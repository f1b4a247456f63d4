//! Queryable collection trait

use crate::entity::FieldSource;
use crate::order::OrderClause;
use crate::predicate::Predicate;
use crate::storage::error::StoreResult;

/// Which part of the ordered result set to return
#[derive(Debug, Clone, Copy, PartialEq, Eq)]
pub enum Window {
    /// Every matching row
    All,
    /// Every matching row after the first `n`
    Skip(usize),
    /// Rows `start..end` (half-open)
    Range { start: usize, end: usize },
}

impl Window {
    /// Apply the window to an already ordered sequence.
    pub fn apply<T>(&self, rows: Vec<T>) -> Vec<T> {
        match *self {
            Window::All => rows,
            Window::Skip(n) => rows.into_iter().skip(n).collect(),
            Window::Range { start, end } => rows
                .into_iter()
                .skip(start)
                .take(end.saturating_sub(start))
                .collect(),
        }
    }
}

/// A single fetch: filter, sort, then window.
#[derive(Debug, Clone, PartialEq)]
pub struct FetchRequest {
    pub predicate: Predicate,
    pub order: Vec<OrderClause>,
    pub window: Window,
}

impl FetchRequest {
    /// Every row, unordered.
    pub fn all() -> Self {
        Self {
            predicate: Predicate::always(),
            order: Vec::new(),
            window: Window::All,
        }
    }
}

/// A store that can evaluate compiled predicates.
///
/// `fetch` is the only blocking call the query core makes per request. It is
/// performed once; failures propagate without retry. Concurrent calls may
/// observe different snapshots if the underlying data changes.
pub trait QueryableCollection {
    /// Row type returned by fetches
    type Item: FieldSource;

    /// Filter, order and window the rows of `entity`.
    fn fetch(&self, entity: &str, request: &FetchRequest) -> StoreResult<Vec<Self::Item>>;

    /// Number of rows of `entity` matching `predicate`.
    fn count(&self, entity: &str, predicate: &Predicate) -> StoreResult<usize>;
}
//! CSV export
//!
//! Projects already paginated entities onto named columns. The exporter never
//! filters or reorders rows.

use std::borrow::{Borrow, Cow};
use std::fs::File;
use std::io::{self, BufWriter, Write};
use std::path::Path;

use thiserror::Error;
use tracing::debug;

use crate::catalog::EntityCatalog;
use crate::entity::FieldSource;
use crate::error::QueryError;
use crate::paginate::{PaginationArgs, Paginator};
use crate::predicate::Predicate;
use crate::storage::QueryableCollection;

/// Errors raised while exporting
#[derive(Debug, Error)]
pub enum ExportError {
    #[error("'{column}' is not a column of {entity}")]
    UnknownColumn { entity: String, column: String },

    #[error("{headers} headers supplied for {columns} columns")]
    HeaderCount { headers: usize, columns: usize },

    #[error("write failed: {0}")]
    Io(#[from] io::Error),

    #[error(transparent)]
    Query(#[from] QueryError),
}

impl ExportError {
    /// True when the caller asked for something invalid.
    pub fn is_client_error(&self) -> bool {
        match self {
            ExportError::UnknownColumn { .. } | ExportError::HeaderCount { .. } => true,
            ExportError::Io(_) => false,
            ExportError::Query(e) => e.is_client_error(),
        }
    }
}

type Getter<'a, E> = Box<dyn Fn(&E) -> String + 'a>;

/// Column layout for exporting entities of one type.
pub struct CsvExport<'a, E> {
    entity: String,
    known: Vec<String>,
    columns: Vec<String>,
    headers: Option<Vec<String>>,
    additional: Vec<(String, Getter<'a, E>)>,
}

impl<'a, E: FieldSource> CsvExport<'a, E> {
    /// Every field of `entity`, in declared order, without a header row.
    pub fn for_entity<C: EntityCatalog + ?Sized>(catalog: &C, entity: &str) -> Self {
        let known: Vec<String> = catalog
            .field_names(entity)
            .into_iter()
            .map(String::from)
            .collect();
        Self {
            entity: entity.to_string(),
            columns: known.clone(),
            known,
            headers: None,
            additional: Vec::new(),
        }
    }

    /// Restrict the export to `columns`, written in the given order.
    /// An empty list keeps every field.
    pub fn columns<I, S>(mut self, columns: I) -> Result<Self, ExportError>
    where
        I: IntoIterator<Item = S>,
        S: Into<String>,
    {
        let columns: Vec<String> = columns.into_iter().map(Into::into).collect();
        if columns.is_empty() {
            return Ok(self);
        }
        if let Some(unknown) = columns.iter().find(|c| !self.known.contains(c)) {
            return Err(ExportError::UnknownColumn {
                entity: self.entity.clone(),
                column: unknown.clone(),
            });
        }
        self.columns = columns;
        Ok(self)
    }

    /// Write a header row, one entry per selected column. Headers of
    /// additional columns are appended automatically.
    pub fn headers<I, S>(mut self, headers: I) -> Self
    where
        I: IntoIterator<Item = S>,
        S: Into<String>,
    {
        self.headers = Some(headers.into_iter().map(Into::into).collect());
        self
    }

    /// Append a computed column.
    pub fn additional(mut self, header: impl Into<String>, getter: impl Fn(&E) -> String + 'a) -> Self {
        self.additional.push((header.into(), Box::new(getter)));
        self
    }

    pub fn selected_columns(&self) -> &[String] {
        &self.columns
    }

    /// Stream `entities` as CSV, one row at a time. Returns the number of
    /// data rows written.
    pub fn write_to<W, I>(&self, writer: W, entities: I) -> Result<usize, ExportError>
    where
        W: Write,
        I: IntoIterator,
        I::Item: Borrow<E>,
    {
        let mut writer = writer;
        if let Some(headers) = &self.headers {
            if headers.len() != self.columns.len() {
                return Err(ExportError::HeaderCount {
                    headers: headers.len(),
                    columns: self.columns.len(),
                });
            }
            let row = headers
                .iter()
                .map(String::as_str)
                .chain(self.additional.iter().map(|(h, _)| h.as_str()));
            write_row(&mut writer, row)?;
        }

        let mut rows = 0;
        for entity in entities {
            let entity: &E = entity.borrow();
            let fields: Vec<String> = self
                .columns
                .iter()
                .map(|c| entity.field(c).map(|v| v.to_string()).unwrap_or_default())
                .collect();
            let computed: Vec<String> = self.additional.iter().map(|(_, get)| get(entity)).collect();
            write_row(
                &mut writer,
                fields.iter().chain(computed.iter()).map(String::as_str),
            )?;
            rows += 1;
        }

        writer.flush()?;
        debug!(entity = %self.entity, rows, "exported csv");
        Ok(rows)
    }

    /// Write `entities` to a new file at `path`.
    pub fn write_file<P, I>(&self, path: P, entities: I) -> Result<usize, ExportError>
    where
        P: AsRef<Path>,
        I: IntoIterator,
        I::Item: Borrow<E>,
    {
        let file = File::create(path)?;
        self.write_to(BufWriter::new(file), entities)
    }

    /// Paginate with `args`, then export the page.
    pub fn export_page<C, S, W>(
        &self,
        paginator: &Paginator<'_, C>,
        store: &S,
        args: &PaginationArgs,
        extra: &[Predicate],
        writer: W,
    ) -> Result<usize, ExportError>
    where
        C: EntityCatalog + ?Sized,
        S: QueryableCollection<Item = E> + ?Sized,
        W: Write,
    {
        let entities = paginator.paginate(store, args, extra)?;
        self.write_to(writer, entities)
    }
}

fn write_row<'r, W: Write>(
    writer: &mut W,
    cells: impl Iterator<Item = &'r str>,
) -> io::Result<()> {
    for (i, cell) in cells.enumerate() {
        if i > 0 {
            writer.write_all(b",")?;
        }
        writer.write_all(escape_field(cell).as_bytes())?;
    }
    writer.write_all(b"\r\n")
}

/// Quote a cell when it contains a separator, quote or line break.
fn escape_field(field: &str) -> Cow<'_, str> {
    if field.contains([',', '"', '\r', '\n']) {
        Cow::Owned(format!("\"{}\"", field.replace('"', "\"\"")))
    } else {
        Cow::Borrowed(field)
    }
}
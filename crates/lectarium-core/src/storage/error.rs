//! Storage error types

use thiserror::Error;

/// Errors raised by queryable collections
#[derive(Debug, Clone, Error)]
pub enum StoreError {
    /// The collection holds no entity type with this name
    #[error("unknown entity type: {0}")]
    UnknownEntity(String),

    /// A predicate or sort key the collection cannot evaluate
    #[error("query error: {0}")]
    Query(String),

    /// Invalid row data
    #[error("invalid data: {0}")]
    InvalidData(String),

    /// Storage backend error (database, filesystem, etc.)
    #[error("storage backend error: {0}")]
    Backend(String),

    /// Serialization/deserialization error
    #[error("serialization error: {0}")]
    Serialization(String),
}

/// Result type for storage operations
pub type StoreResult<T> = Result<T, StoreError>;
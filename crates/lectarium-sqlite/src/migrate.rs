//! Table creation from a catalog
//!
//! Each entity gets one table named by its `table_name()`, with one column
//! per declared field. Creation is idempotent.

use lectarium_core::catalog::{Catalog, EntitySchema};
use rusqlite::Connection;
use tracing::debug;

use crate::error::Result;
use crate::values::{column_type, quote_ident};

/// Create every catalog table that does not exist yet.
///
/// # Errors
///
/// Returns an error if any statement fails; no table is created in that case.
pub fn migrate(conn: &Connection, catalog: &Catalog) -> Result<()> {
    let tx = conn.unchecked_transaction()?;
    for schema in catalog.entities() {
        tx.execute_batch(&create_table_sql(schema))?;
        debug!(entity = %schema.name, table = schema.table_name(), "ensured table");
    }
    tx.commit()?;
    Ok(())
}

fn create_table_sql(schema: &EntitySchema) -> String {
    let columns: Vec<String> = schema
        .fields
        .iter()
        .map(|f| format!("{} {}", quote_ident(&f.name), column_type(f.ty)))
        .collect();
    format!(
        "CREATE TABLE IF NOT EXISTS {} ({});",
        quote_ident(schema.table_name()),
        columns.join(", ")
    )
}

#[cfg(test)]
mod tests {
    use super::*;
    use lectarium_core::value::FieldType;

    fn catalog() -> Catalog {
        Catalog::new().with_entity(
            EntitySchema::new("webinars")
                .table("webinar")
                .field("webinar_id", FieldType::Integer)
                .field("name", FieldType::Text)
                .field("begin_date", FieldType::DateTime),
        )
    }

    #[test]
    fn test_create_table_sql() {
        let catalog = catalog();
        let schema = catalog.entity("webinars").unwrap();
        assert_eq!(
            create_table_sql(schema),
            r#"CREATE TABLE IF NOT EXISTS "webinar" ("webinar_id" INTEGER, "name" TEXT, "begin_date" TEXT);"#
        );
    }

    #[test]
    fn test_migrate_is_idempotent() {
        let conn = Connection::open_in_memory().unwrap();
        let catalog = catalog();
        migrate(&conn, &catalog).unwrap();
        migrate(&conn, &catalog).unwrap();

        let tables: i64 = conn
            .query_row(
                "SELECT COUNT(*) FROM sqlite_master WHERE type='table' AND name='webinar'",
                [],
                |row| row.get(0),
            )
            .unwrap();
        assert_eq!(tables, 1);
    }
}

◆ **Problem description**: Out of the data above, give again only the lines starting at the one holding "not exist yet." and ending at the one holding "tx.execute_batch(&create_table_sql(schema))?;", unchanged.

◆ **Task response**:
/// Create every catalog table that does not exist yet.
///
/// # Errors
///
/// Returns an error if any statement fails; no table is created in that case.
pub fn migrate(conn: &Connection, catalog: &Catalog) -> Result<()> {
    let tx = conn.unchecked_transaction()?;
    for schema in catalog.entities() {
        tx.execute_batch(&create_table_sql(schema))?;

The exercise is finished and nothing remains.